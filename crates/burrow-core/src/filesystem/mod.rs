//! Filesystem management for sandbox isolation.
//!
//! Provides the `chroot(2)` root switch executed by the sandboxed child and
//! the minimal device tree prepared inside the root beforehand.

pub mod chroot;
pub mod devices;
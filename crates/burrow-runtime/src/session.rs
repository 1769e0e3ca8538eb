//! Lifecycle tracking for a single sandbox session.

use burrow_common::error::{BurrowError, Result};
use burrow_common::types::{SessionId, SessionState};

/// The state of the one session a launcher invocation runs.
#[derive(Debug)]
pub struct Session {
    id: SessionId,
    state: SessionState,
}

impl Session {
    /// Starts a session in the `Created` state.
    #[must_use]
    pub fn new() -> Self {
        let id = SessionId::generate();
        tracing::debug!(session = %id, "session created");
        Self {
            id,
            state: SessionState::Created,
        }
    }

    /// Returns the session identifier.
    #[must_use]
    pub const fn id(&self) -> &SessionId {
        &self.id
    }

    /// Returns the current state.
    #[must_use]
    pub const fn state(&self) -> SessionState {
        self.state
    }

    /// Moves to `next`.
    ///
    /// # Errors
    ///
    /// Returns `BurrowError::Config` if the transition is not allowed.
    pub fn advance(&mut self, next: SessionState) -> Result<()> {
        if !self.state.can_transition_to(next) {
            return Err(BurrowError::Config {
                message: format!("illegal session transition {} -> {next}", self.state),
            });
        }
        tracing::debug!(session = %self.id, from = %self.state, to = %next, "session state");
        self.state = next;
        Ok(())
    }

    /// Marks the session failed. No-op once the child has terminated.
    pub fn fail(&mut self) {
        if self.state.can_transition_to(SessionState::Failed) {
            tracing::debug!(session = %self.id, from = %self.state, "session failed");
            self.state = SessionState::Failed;
        }
    }
}

impl Default for Session {
    fn default() -> Self {
        Self::new()
    }
}
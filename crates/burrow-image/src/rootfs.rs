//! Ephemeral root directory management.
//!
//! Each session gets a fresh, uniquely named directory that layers are
//! extracted into and that later becomes the sandbox's `/`. The directory
//! is removed when the [`EphemeralRoot`] is destroyed or dropped, so every
//! exit path (success, fetch failure, launch failure, unwinding) cleans up.

use std::os::unix::fs::PermissionsExt;
use std::path::{Path, PathBuf};

use burrow_common::constants::ROOT_DIR_PREFIX;
use burrow_common::error::{BurrowError, Result};
use tempfile::TempDir;

/// A uniquely named temporary directory owned by one session.
#[derive(Debug)]
pub struct EphemeralRoot {
    path: PathBuf,
    dir: Option<TempDir>,
}

impl EphemeralRoot {
    /// Creates a new root under `base`, or under the system temp dir.
    ///
    /// Names are randomized and created exclusively, so concurrent sessions
    /// on the same host never collide.
    ///
    /// # Errors
    ///
    /// Returns `BurrowError::Io` if the directory cannot be created.
    pub fn create(base: Option<&Path>) -> Result<Self> {
        let base = base.map_or_else(std::env::temp_dir, Path::to_path_buf);
        let dir = tempfile::Builder::new()
            .prefix(ROOT_DIR_PREFIX)
            .tempdir_in(&base)
            .map_err(|e| BurrowError::Io {
                path: base.clone(),
                source: e,
            })?;
        let path = dir.path().to_path_buf();
        // Image roots are world-traversable like a real `/`.
        std::fs::set_permissions(&path, std::fs::Permissions::from_mode(0o755)).map_err(|e| {
            BurrowError::Io {
                path: path.clone(),
                source: e,
            }
        })?;
        tracing::info!(path = %path.display(), "ephemeral root created");
        Ok(Self {
            path,
            dir: Some(dir),
        })
    }

    /// Returns the host path of the root.
    #[must_use]
    pub fn path(&self) -> &Path {
        &self.path
    }

    /// Removes the root and everything in it, reporting failures.
    ///
    /// # Errors
    ///
    /// Returns `BurrowError::Io` if the directory could not be removed.
    pub fn destroy(mut self) -> Result<()> {
        self.remove()
    }

    fn remove(&mut self) -> Result<()> {
        let Some(dir) = self.dir.take() else {
            return Ok(());
        };
        if let Err(first) = dir.close() {
            // Layers may leave read-only directories behind; open them up and retry.
            tracing::debug!(path = %self.path.display(), error = %first, "retrying root removal");
            make_tree_writable(&self.path);
            std::fs::remove_dir_all(&self.path).map_err(|e| BurrowError::Io {
                path: self.path.clone(),
                source: e,
            })?;
        }
        tracing::info!(path = %self.path.display(), "ephemeral root removed");
        Ok(())
    }
}

impl Drop for EphemeralRoot {
    fn drop(&mut self) {
        if let Err(e) = self.remove() {
            tracing::error!(error = %e, "failed to remove ephemeral root");
        }
    }
}

/// Adds owner rwx to every directory below `path`, ignoring errors.
fn make_tree_writable(path: &Path) {
    let Ok(meta) = std::fs::symlink_metadata(path) else {
        return;
    };
    if !meta.is_dir() {
        return;
    }
    let mode = meta.permissions().mode() | 0o700;
    let _ = std::fs::set_permissions(path, std::fs::Permissions::from_mode(mode));
    if let Ok(entries) = std::fs::read_dir(path) {
        for entry in entries.flatten() {
            make_tree_writable(&entry.path());
        }
    }
}

#[cfg(test)]
mod tests {
    use super::*;

    #[test]
    fn create_makes_unique_directories() {
        let base = tempfile::tempdir().expect("tempdir");
        let a = EphemeralRoot::create(Some(base.path())).expect("create a");
        let b = EphemeralRoot::create(Some(base.path())).expect("create b");
        assert_ne!(a.path(), b.path());
        assert!(a.path().is_dir());
        assert!(
            a.path()
                .file_name()
                .and_then(|n| n.to_str())
                .is_some_and(|n| n.starts_with(ROOT_DIR_PREFIX))
        );
    }

    #[test]
    fn destroy_removes_directory_and_contents() {
        let base = tempfile::tempdir().expect("tempdir");
        let root = EphemeralRoot::create(Some(base.path())).expect("create");
        let path = root.path().to_path_buf();
        std::fs::create_dir_all(path.join("usr/bin")).expect("mkdir");
        std::fs::write(path.join("usr/bin/tool"), b"#!/bin/sh").expect("write");

        root.destroy().expect("destroy");
        assert!(!path.exists());
    }

    #[test]
    fn drop_removes_directory() {
        let base = tempfile::tempdir().expect("tempdir");
        let path = {
            let root = EphemeralRoot::create(Some(base.path())).expect("create");
            root.path().to_path_buf()
        };
        assert!(!path.exists());
    }

    #[test]
    fn destroy_handles_read_only_directories() {
        let base = tempfile::tempdir().expect("tempdir");
        let root = EphemeralRoot::create(Some(base.path())).expect("create");
        let locked = root.path().join("locked");
        std::fs::create_dir(&locked).expect("mkdir");
        std::fs::write(locked.join("file"), b"x").expect("write");
        std::fs::set_permissions(&locked, std::fs::Permissions::from_mode(0o555)).expect("chmod");

        let path = root.path().to_path_buf();
        root.destroy().expect("destroy");
        assert!(!path.exists());
    }

    #[test]
    fn create_fails_under_missing_base() {
        let base = tempfile::tempdir().expect("tempdir");
        let err = EphemeralRoot::create(Some(&base.path().join("missing"))).unwrap_err();
        assert!(matches!(err, BurrowError::Io { .. }));
    }
}
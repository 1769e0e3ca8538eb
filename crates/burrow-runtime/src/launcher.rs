//! Sandbox launcher: executable resolution, isolation, spawn, and wait.
//!
//! The launch is split into typed phases so that host paths and
//! root-relative paths never mix:
//!
//! 1. [`resolve_executable`] looks the command up on the host.
//! 2. [`PreparedRoot`] adds the minimal device tree to the populated root.
//! 3. [`Isolation::enter`] checks privilege, unshares the PID and UTS
//!    namespaces in the launcher, and arms the root switch.
//! 4. [`IsolatedCommand::spawn`] forks; the child changes its root and
//!    hostname, then execs. The launcher stays on the host root.

use std::os::unix::process::{CommandExt, ExitStatusExt};
use std::path::{Path, PathBuf};
use std::process::{Child, Command, ExitStatus};

use burrow_common::constants::{LAUNCHER_FAILURE_EXIT_CODE, SIGNAL_EXIT_CODE_BASE};
use burrow_common::error::{BurrowError, Result};
use burrow_core::filesystem::chroot::{RootSwitch, SwitchReport};
use burrow_core::filesystem::devices::{NullDevice, prepare_device_tree};
use burrow_core::namespace::{self, NamespaceConfig};

/// Resolves `command` to an absolute host path.
///
/// A command containing `/` is taken as a path (made absolute against the
/// current directory); anything else is searched on `PATH`.
///
/// # Errors
///
/// Returns `BurrowError::Spawn` if the command cannot be found.
pub fn resolve_executable(command: &str) -> Result<PathBuf> {
    let spawn_err = |message: String| BurrowError::Spawn {
        command: command.to_owned(),
        message,
    };
    if command.is_empty() {
        return Err(spawn_err("empty command".into()));
    }

    let resolved = if command.contains('/') {
        let path = Path::new(command);
        if path.is_absolute() {
            path.to_path_buf()
        } else {
            std::env::current_dir()
                .map_err(|e| spawn_err(format!("cannot read current directory: {e}")))?
                .join(path)
        }
    } else {
        which::which(command).map_err(|e| spawn_err(format!("not found in PATH: {e}")))?
    };
    tracing::debug!(command, resolved = %resolved.display(), "executable resolved");
    Ok(resolved)
}

/// A populated root with its device tree in place, still addressed by host path.
#[derive(Debug)]
pub struct PreparedRoot {
    root: PathBuf,
    null_device: NullDevice,
}

impl PreparedRoot {
    /// Creates `<root>/dev` and `<root>/dev/null`.
    ///
    /// # Errors
    ///
    /// Returns an error if the `dev` directory cannot be created.
    pub fn prepare(root: &Path) -> Result<Self> {
        let null_device = prepare_device_tree(root)?;
        Ok(Self {
            root: root.to_path_buf(),
            null_device,
        })
    }

    /// Host path of the root.
    #[must_use]
    pub fn root(&self) -> &Path {
        &self.root
    }

    /// How `/dev/null` was provided.
    #[must_use]
    pub const fn null_device(&self) -> NullDevice {
        self.null_device
    }
}

/// One-shot isolation setup. Consumed by [`enter`](Self::enter).
#[derive(Debug, Clone, Default)]
pub struct Isolation {
    namespaces: NamespaceConfig,
    hostname: Option<String>,
}

impl Isolation {
    /// Isolation with new PID and UTS namespaces and an optional hostname.
    #[must_use]
    pub fn new(hostname: Option<String>) -> Self {
        Self {
            namespaces: NamespaceConfig::default(),
            hostname,
        }
    }

    /// Creates the namespaces and arms the root switch for `executable`.
    ///
    /// Mutates process-wide state: after this call every child the
    /// launcher forks lands in the new PID namespace.
    ///
    /// # Errors
    ///
    /// Returns `BurrowError::Isolation` when not privileged, when the root
    /// is unusable, or when `unshare(2)` fails.
    pub fn enter(
        self,
        root: &PreparedRoot,
        executable: PathBuf,
        args: Vec<String>,
    ) -> Result<IsolatedCommand> {
        namespace::require_privilege()?;
        let (switch, report) = RootSwitch::new(root.root(), self.hostname.as_deref())?;
        namespace::create_namespaces(self.namespaces)?;
        tracing::info!(root = %root.root().display(), "isolation entered");
        Ok(IsolatedCommand {
            switch,
            report,
            executable,
            args,
        })
    }
}

/// A command ready to run inside the sandbox.
#[derive(Debug)]
pub struct IsolatedCommand {
    switch: RootSwitch,
    report: SwitchReport,
    executable: PathBuf,
    args: Vec<String>,
}

impl IsolatedCommand {
    /// Forks the child, switches its root, and execs the command with
    /// inherited standard streams.
    ///
    /// # Errors
    ///
    /// Returns `BurrowError::Isolation` if the child could not switch its
    /// root or hostname, and `BurrowError::Spawn` if the exec itself failed,
    /// including when the executable does not exist inside the root.
    pub fn spawn(self) -> Result<RunningChild> {
        let Self {
            switch,
            report,
            executable,
            args,
        } = self;
        let command_name = executable.display().to_string();

        let mut command = Command::new(&executable);
        let _ = command.args(&args);
        // SAFETY: the hook runs in the forked child before exec and only
        // issues sethostname/chroot/chdir on pre-built C strings; it does
        // not allocate or take locks.
        unsafe {
            let _ = command.pre_exec(move || switch.apply());
        }

        let child = command.spawn().map_err(|e| match report.failed_step() {
            Some(step) => BurrowError::Isolation {
                message: format!("{step} failed in the sandboxed child: {e}"),
            },
            None => BurrowError::Spawn {
                command: command_name.clone(),
                message: e.to_string(),
            },
        })?;
        tracing::info!(pid = child.id(), command = %command_name, "child started");
        Ok(RunningChild {
            child,
            command: command_name,
        })
    }
}

/// A started child process.
#[derive(Debug)]
pub struct RunningChild {
    child: Child,
    command: String,
}

impl RunningChild {
    /// Host PID of the child.
    #[must_use]
    pub fn pid(&self) -> u32 {
        self.child.id()
    }

    /// Blocks until the child terminates and returns its exit code.
    ///
    /// # Errors
    ///
    /// Returns `BurrowError::Spawn` if waiting fails.
    pub fn wait(mut self) -> Result<i32> {
        let status = self.child.wait().map_err(|e| BurrowError::Spawn {
            command: self.command.clone(),
            message: format!("wait failed: {e}"),
        })?;
        let code = exit_code(status);
        tracing::info!(command = %self.command, %status, code, "child exited");
        Ok(code)
    }
}

/// Maps a wait status to a process exit code; signals become `128 + signal`.
#[must_use]
pub fn exit_code(status: ExitStatus) -> i32 {
    status.code().unwrap_or_else(|| {
        status
            .signal()
            .map_or(LAUNCHER_FAILURE_EXIT_CODE, |signal| SIGNAL_EXIT_CODE_BASE + signal)
    })
}

#[cfg(test)]
mod tests {
    use super::*;

    #[test]
    fn resolves_command_on_path() {
        let path = resolve_executable("sh").expect("sh on PATH");
        assert!(path.is_absolute());
        assert!(path.ends_with("sh"));
    }

    #[test]
    fn absolute_path_is_kept() {
        let path = resolve_executable("/bin/does-not-need-to-exist").expect("resolve");
        assert_eq!(path, PathBuf::from("/bin/does-not-need-to-exist"));
    }

    #[test]
    fn relative_path_is_made_absolute() {
        let path = resolve_executable("./tool").expect("resolve");
        assert!(path.is_absolute());
        assert!(path.ends_with("tool"));
    }

    #[test]
    fn unknown_command_is_spawn_error() {
        let err = resolve_executable("burrow-no-such-command-xyz").unwrap_err();
        assert!(matches!(err, BurrowError::Spawn { .. }));
        assert_eq!(err.exit_code(), 127);
    }

    #[test]
    fn empty_command_is_spawn_error() {
        assert!(matches!(
            resolve_executable(""),
            Err(BurrowError::Spawn { .. })
        ));
    }

    #[test]
    fn exit_codes_pass_through() {
        assert_eq!(exit_code(ExitStatus::from_raw(0)), 0);
        assert_eq!(exit_code(ExitStatus::from_raw(7 << 8)), 7);
    }

    #[test]
    fn signal_maps_to_128_plus_signal() {
        assert_eq!(exit_code(ExitStatus::from_raw(9)), 137);
        assert_eq!(exit_code(ExitStatus::from_raw(15)), 143);
    }

    #[test]
    fn prepared_root_has_dev_null() {
        let tmp = tempfile::tempdir().expect("tempdir");
        let prepared = PreparedRoot::prepare(tmp.path()).expect("prepare");
        assert_eq!(prepared.root(), tmp.path());
        assert!(tmp.path().join("dev/null").exists());
    }

    #[test]
    fn child_side_root_switch_failure_is_isolation_error() {
        let dir = tempfile::tempdir().expect("tempdir");
        let root = dir.path().join("root");
        std::fs::create_dir(&root).expect("mkdir");
        let (switch, report) = RootSwitch::new(&root, None).expect("prepare");
        std::fs::remove_dir(&root).expect("remove root");

        let command = IsolatedCommand {
            switch,
            report,
            executable: PathBuf::from("/bin/sh"),
            args: vec!["-c".into(), "exit 0".into()],
        };
        let err = command.spawn().unwrap_err();
        assert!(matches!(err, BurrowError::Isolation { .. }), "{err}");
        assert!(err.to_string().contains("chroot"));
        assert_eq!(err.exit_code(), 1);
    }

    #[test]
    fn isolation_requires_privilege() {
        if nix::unistd::geteuid().is_root() {
            return;
        }
        let tmp = tempfile::tempdir().expect("tempdir");
        let prepared = PreparedRoot::prepare(tmp.path()).expect("prepare");
        let err = Isolation::new(None)
            .enter(&prepared, PathBuf::from("/bin/sh"), Vec::new())
            .unwrap_err();
        assert!(matches!(err, BurrowError::Isolation { .. }));
    }
}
# # #
> _TASK ITEM_
Select and copy every line of the listing with the word "Creates".

> _OUTPUT FOR THIS EXERCISE_
    /// Creates a new root under `base`, or under the system temp dir.
    /// Creates `<root>/dev` and `<root>/dev/null`.
    /// Creates the namespaces and arms the root switch for `executable`.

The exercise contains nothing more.